No, it doesn't. Body temperature has little relation to perceived environmental temperature. Aside from this rather fatal flaw, your reasoning is, well, reasonable.
Celsius is just as arbitrary as Ferinheight in measuring temperature. Why use water as the base? Why not steal, mercury, oxygen, or carbon as the base measurement. Why not define it to be the difference in temperature cased by 1000J in hydrogen (the most abundant element). Or even the temperature change caused by 1000J dissipated into 1 Liter of water.
To argue that celcius is more logical than ferinheight is silly. Base units are arbitrary in their origins.
Because water is the basis for all life. And because we use it a lot. And because we use ice and boiled water a lot.
And why should water boil at 100, why not 1000, or 10? And why not sea water? (which is far more common than fresh water.) or even some hybrid of 100g salt per 1 liter of water.
Because we don't really need so many increments as 1000, and we need more than 10.
Because it's easy to control the composition of fresh water. It's water. With nothing else in it. The composition of sea water varies with temperature, season, location, etc.
And because 100g of a salt like NaCl in 1L would kill you if you ingested it.
And why should this measurement be taken at sea level atmosphere, Why not 1000 ft? 2000 ft? or below sea level.
Because it's a point that is easy to define.
Get the picture?
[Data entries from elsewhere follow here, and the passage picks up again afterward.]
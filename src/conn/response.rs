//! Response state machine, headers and cookies

use crate::{
    conn::fetch::Aspect,
    errors::{ConnError, ConnResult, UnfetchedError},
    http::cookies::{cookie_header, CookieOptions},
    Conn, HeaderMap,
};
use bytes::Bytes;
use chrono::Utc;
use std::{collections::BTreeMap, fs, io, mem, path::Path, sync::Arc};

/// Response state of a connection.
///
/// ```text
/// Unset --put_status/put_resp_body/resp--> Set
/// Unset|Set --send/send_resp/sendfile--> Sent
/// Unset|Set --send_chunked--> Chunked --end_chunked--> Sent
/// ```
#[derive(Debug, Clone, Copy, PartialEq, Eq, Default)]
pub enum State {
    #[default]
    Unset,
    Set,
    Chunked,
    Sent,
}

/// A cookie to be sent with the response.
#[derive(Debug, Clone, PartialEq, Eq)]
pub struct RespCookie {
    pub name: String,
    pub value: String,
    pub options: CookieOptions,
}

// STATE MACHINE

impl Conn {
    #[inline(always)]
    pub fn state(&self) -> State {
        self.state
    }

    /// Whether the response went out, through this value or any clone of it.
    #[inline]
    pub fn already_sent(&self) -> bool {
        self.state == State::Sent || self.adapter.delivered()
    }

    #[inline(always)]
    pub fn status(&self) -> Option<u16> {
        self.status
    }

    #[inline(always)]
    pub fn resp_body(&self) -> &Bytes {
        &self.resp_body
    }

    /// Sets the response status.
    ///
    /// # Errors
    /// [`ConnError::AlreadySent`] once the response (or its chunked head) was
    /// delivered.
    #[inline]
    pub fn put_status(mut self, status: impl Into<u16>) -> ConnResult {
        self.ensure_unsent()?;
        self.status = Some(status.into());
        self.state = State::Set;
        Ok(self)
    }

    #[inline]
    pub fn put_resp_body(mut self, body: impl Into<Bytes>) -> ConnResult {
        self.ensure_unsent()?;
        self.resp_body = body.into();
        self.state = State::Set;
        Ok(self)
    }

    /// Sets status and body without sending.
    #[inline]
    pub fn resp(self, status: impl Into<u16>, body: impl Into<Bytes>) -> ConnResult {
        self.put_status(status)?.put_resp_body(body)
    }

    /// Sets status and body and delivers the response.
    ///
    /// # Errors
    /// - [`ConnError::AlreadySent`]
    /// - [`ConnError::InvalidSendOnHead`] for a non-empty body on a request
    ///   that arrived as `HEAD`
    /// - errors returned by `before_send` hooks or by the adapter
    ///
    /// # Examples
    /// ```
    /// use maker_conn::{test, ConnError, StatusCode};
    ///
    /// assert!(test::req("HEAD", "/", "").send(StatusCode::Ok, "").is_ok());
    ///
    /// let result = test::req("HEAD", "/", "").send(StatusCode::Ok, "body");
    /// assert!(matches!(result, Err(ConnError::InvalidSendOnHead { len: 4 })));
    /// ```
    #[inline]
    pub fn send(self, status: impl Into<u16>, body: impl Into<Bytes>) -> ConnResult {
        self.resp(status, body)?.send_resp()
    }

    /// Delivers the current status and body.
    ///
    /// `before_send` hooks run first, in registration order. A missing
    /// status or a body on a `HEAD` request fails before any hook runs. A
    /// `HEAD` served under another method (see [`Head`](crate::filters::Head))
    /// is checked after the hooks, which may still drop its body.
    pub fn send_resp(self) -> ConnResult {
        self.ensure_unsent()?;
        if self.status.is_none() {
            return Err(ConnError::MissingStatus);
        }
        if self.method == "HEAD" {
            self.ensure_no_head_body()?;
        }

        let mut conn = self.run_before_send()?;
        let status = conn.status.ok_or(ConnError::MissingStatus)?;
        conn.ensure_no_head_body()?;

        let headers = conn.wire_headers();
        conn.adapter.send(status, &headers, &conn.resp_body)?;
        conn.state = State::Sent;
        Ok(conn)
    }

    /// Sends the file at `path` with status `200`.
    ///
    /// The file is read into memory in full.
    pub fn sendfile(self, path: impl AsRef<Path>) -> ConnResult {
        self.ensure_unsent()?;

        let path = path.as_ref();
        let metadata = fs::metadata(path).map_err(|err| sendfile_error(path, err))?;
        if !metadata.is_file() {
            let err = io::Error::new(io::ErrorKind::InvalidInput, "not a regular file");
            return Err(sendfile_error(path, err));
        }

        let data = fs::read(path).map_err(|err| sendfile_error(path, err))?;
        self.send(200_u16, data)
    }

    /// Starts a chunked response with `status`.
    ///
    /// # Examples
    /// ```
    /// use maker_conn::{test, State};
    ///
    /// let conn = test::req("GET", "/events", "")
    ///     .send_chunked(200_u16)
    ///     .and_then(|conn| conn.chunk("one"))
    ///     .and_then(|conn| conn.chunk("two"))
    ///     .and_then(|conn| conn.end_chunked())
    ///     .unwrap();
    ///
    /// assert_eq!(conn.state(), State::Sent);
    /// assert_eq!(test::chunks(&conn), ["one", "two"]);
    /// ```
    pub fn send_chunked(mut self, status: impl Into<u16>) -> ConnResult {
        self.ensure_unsent()?;
        self.status = Some(status.into());

        let mut conn = self.run_before_send()?;
        let status = conn.status.ok_or(ConnError::MissingStatus)?;
        let headers = conn.wire_headers();
        conn.adapter.send_chunked(status, &headers)?;
        conn.state = State::Chunked;
        conn.resp_body = Bytes::new();
        Ok(conn)
    }

    /// Writes one chunk. Chunks of a `HEAD` request are dropped.
    pub fn chunk(self, data: impl Into<Bytes>) -> ConnResult {
        if self.state != State::Chunked {
            return Err(ConnError::NotChunked);
        }

        if self.original_method.as_ref() != "HEAD" {
            self.adapter.chunk(&data.into())?;
        }
        Ok(self)
    }

    pub fn end_chunked(mut self) -> ConnResult {
        if self.state != State::Chunked {
            return Err(ConnError::NotChunked);
        }

        self.adapter.end_chunked()?;
        self.state = State::Sent;
        Ok(self)
    }

    /// Registers `hook` to run right before the response is delivered.
    ///
    /// Hooks run in registration order, each at most once. A hook failing
    /// aborts the delivery.
    ///
    /// # Examples
    /// ```
    /// use maker_conn::test;
    ///
    /// let conn = test::req("GET", "/", "")
    ///     .before_send(|conn| Ok(conn.set_resp_header("x-request-id", "1")))
    ///     .send(200_u16, "")
    ///     .unwrap();
    ///
    /// assert_eq!(test::sent(&conn).unwrap().header("x-request-id"), Some("1"));
    /// ```
    #[inline]
    pub fn before_send<F>(mut self, hook: F) -> Self
    where
        F: Fn(Conn) -> ConnResult + Send + Sync + 'static,
    {
        self.before_send.push(Arc::new(hook));
        self
    }

    #[inline]
    fn ensure_unsent(&self) -> ConnResult<()> {
        match self.state {
            State::Chunked | State::Sent => Err(ConnError::AlreadySent),
            _ if self.adapter.delivered() => Err(ConnError::AlreadySent),
            _ => Ok(()),
        }
    }

    #[inline]
    fn ensure_no_head_body(&self) -> ConnResult<()> {
        match self.original_method.as_ref() == "HEAD" && !self.resp_body.is_empty() {
            true => Err(ConnError::InvalidSendOnHead {
                len: self.resp_body.len(),
            }),
            false => Ok(()),
        }
    }

    fn run_before_send(mut self) -> ConnResult {
        let hooks = mem::take(&mut self.before_send);
        hooks.into_iter().try_fold(self, |conn, hook| hook(conn))
    }

    /// Headers as they go on the wire.
    fn wire_headers(&self) -> Vec<(String, String)> {
        let mut headers: Vec<(String, String)> = self
            .resp_headers
            .iter()
            .map(|(name, value)| (name.to_owned(), value.to_owned()))
            .collect();

        if let (Some(content_type), false) = (&self.resp_content_type, self.resp_headers.contains("content-type")) {
            let value = match self.resp_charset.is_empty() {
                true => content_type.clone(),
                false => format!("{content_type}; charset={}", self.resp_charset),
            };
            headers.push(("content-type".to_owned(), value));
        }

        let now = Utc::now();
        for cookie in &self.resp_cookies {
            let value = cookie_header(&cookie.name, &cookie.value, &cookie.options, now);
            headers.push(("set-cookie".to_owned(), value));
        }
        headers
    }
}

fn sendfile_error(path: &Path, source: io::Error) -> ConnError {
    ConnError::Sendfile {
        path: path.to_owned(),
        source,
    }
}
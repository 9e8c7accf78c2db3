use crate::errors::ConnResult;
use bytes::Bytes;
use std::any::Any;

/// The boundary between a [`Conn`](crate::Conn) and whatever carries the
/// request.
///
/// Everything observable about a connection (laziness, state transitions,
/// errors) lives in `Conn`. An adapter only supplies the raw request data
/// and delivers what `Conn` decided to send, which is why the live and the
/// test variants behave identically.
///
/// Methods take `&self`: a `Conn` and all of its clones share one adapter.
pub trait Adapter: Send + Sync + 'static {
    /// Host and port the request was received on.
    fn local_addr(&self) -> (String, u16);

    /// Request headers as received, in arrival order.
    fn raw_headers(&self) -> &[(String, String)];

    /// Reads the whole request body.
    ///
    /// A body longer than `limit` bytes is a
    /// [`ConnError::BodyTooLarge`](crate::ConnError::BodyTooLarge) and must
    /// be rejected before it is read. Adapters that consume a stream must
    /// keep the result so that clones of a connection see the same body.
    fn read_body(&self, limit: usize) -> ConnResult<Bytes>;

    /// Delivers a complete response.
    fn send(&self, status: u16, headers: &[(String, String)], body: &Bytes) -> ConnResult<()>;

    /// Delivers the head of a chunked response.
    fn send_chunked(&self, status: u16, headers: &[(String, String)]) -> ConnResult<()>;

    fn chunk(&self, data: &Bytes) -> ConnResult<()>;

    fn end_chunked(&self) -> ConnResult<()>;

    /// Whether anything was delivered through this adapter.
    fn delivered(&self) -> bool;

    fn as_any(&self) -> &dyn Any;
}
//! Template lookup
//!
//! Rendering is left to the caller: this module only answers *which file*
//! a template name refers to. A query such as `posts/index` is resolved by
//! asking each [`Finder`] in turn, the first answer wins.
//!
//! # Examples
//!
//! ```
//! use maker_conn::templates::{find_template, Finder, PathFinder};
//! use std::sync::Arc;
//!
//! let dir = tempfile::tempdir().unwrap();
//! std::fs::create_dir(dir.path().join("posts")).unwrap();
//! std::fs::write(dir.path().join("posts/index.html"), "<ul></ul>").unwrap();
//!
//! let finders: Vec<Arc<dyn Finder>> = vec![Arc::new(PathFinder::new(dir.path()))];
//!
//! let template = find_template(&finders, "posts/index").unwrap();
//! assert_eq!(template.format.as_deref(), Some("html"));
//!
//! assert!(find_template(&finders, "posts/show").is_err());
//! ```

use crate::errors::TemplateNotFound;
use std::{
    fs,
    path::{Component, Path, PathBuf},
    sync::Arc,
};

/// A template located by a [`Finder`].
#[derive(Debug, Clone, PartialEq, Eq)]
pub struct Template {
    /// The query that found it.
    pub key: String,
    pub path: PathBuf,
    /// Everything after the first dot of the file name, `html.tera` for
    /// `index.html.tera`.
    pub format: Option<String>,
}

/// Knows where some templates live.
pub trait Finder: Send + Sync {
    fn find(&self, query: &str) -> Option<Template>;

    /// Where this finder looks, for error messages.
    fn root(&self) -> String;
}

/// Finds templates in a directory.
///
/// `posts/index` matches `posts/index` or `posts/index.<anything>` under
/// the root. When several files match, the first one in byte order of
/// their names is used. Queries leaving the root are never matched.
#[derive(Debug, Clone, PartialEq, Eq)]
pub struct PathFinder {
    root: PathBuf,
}

impl PathFinder {
    #[inline]
    pub fn new(root: impl Into<PathBuf>) -> Self {
        Self { root: root.into() }
    }
}

impl Finder for PathFinder {
    fn find(&self, query: &str) -> Option<Template> {
        let relative = Path::new(query);
        if !relative
            .components()
            .all(|component| matches!(component, Component::Normal(_)))
        {
            return None;
        }

        let stem = relative.file_name()?.to_str()?;
        let dir = match relative.parent() {
            Some(parent) => self.root.join(parent),
            None => self.root.clone(),
        };

        let mut matches: Vec<(String, PathBuf)> = fs::read_dir(dir)
            .ok()?
            .filter_map(Result::ok)
            .filter(|entry| entry.file_type().is_ok_and(|kind| kind.is_file()))
            .filter_map(|entry| {
                let name = entry.file_name().into_string().ok()?;
                let is_match = name == stem
                    || name
                        .strip_prefix(stem)
                        .is_some_and(|rest| rest.starts_with('.'));
                is_match.then(|| (name, entry.path()))
            })
            .collect();
        matches.sort();

        let (name, path) = matches.into_iter().next()?;
        Some(Template {
            key: query.to_owned(),
            path,
            format: name.split_once('.').map(|(_, format)| format.to_owned()),
        })
    }

    fn root(&self) -> String {
        self.root.to_string_lossy().into_owned()
    }
}

/// Asks every finder for `query`, in order.
///
/// # Errors
/// [`TemplateNotFound`] listing the roots of every finder when none of
/// them knows the template.
pub fn find_template(finders: &[Arc<dyn Finder>], query: &str) -> Result<Template, TemplateNotFound> {
    finders
        .iter()
        .find_map(|finder| finder.find(query))
        .ok_or_else(|| TemplateNotFound {
            query: query.to_owned(),
            paths: finders.iter().map(|finder| finder.root()).collect(),
        })
}

#[cfg(test)]
mod templates_tests {
    use super::*;
    use tempfile::TempDir;

    fn tree(files: &[&str]) -> TempDir {
        let dir = tempfile::tempdir().unwrap();
        for file in files {
            let path = dir.path().join(file);
            fs::create_dir_all(path.parent().unwrap()).unwrap();
            fs::write(path, file).unwrap();
        }
        dir
    }

    #[test]
    fn path_finder() {
        let dir = tree(&[
            "index.html",
            "layout",
            "posts/show.json",
            "posts/show.html.tera",
            "posts/showcase.html",
            "posts/edit/form.html",
        ]);
        let finder = PathFinder::new(dir.path());

        let cases = [
            ("index", Some(("index.html", Some("html")))),
            ("layout", Some(("layout", None))),
            ("posts/show", Some(("posts/show.html.tera", Some("html.tera")))),
            ("posts/showcase", Some(("posts/showcase.html", Some("html")))),
            ("posts/edit", None),
            ("posts/sho", None),
            ("missing/index", None),
            ("../index", None),
            ("posts/../index", None),
            ("", None),
        ];

        for (query, expected) in cases {
            let found = finder.find(query);
            let found = found
                .as_ref()
                .map(|t| (t.path.strip_prefix(dir.path()).unwrap(), t.format.as_deref()));
            let expected = expected.map(|(path, format)| (Path::new(path), format));

            assert_eq!(found, expected, "{query:?}");
        }
    }

    #[test]
    fn first_finder_wins() {
        let app = tree(&["index.html"]);
        let lib = tree(&["index.html", "shared.html"]);
        let finders: Vec<Arc<dyn Finder>> = vec![
            Arc::new(PathFinder::new(app.path())),
            Arc::new(PathFinder::new(lib.path())),
        ];

        assert!(find_template(&finders, "index").unwrap().path.starts_with(app.path()));
        assert!(find_template(&finders, "shared").unwrap().path.starts_with(lib.path()));

        let err = find_template(&finders, "nope").unwrap_err();
        assert_eq!(err.query, "nope");
        assert_eq!(err.paths, [finders[0].root(), finders[1].root()]);
    }
}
Tons of arbitrary decisions go into the creation of a base unit.
I don't understand how Fahrenheit is any less arbitrary:
1) Body temperature varies between individuals
2) Body temperature varies between health states.
3) Temperature varies with diurnal cycle.
4) Reproductive-age women cycle temperature along with their periods.
5) Human body temperature has nothing to do with perceived heat or cold in the environment.
6) Boiling and freezing points of water is far more pertinent to life in general than our body temperature.
The first four reasons make the scale completely useless for scientific purposes. The last two make is pretty useless for general life too.
True, but the idea of a standard atmospheric pressure unit should be based off of sea level atmospheric pressures is in itself arbitrary. It could have easily been decided to be something like 1N/m (which would still be arbitrary, but a little less arbitrary).
The point of having standard conditions is that they are 1) standard, and 2) easily extrapolated to the general habitable environment.
Also, N/m is not a unit of pressure.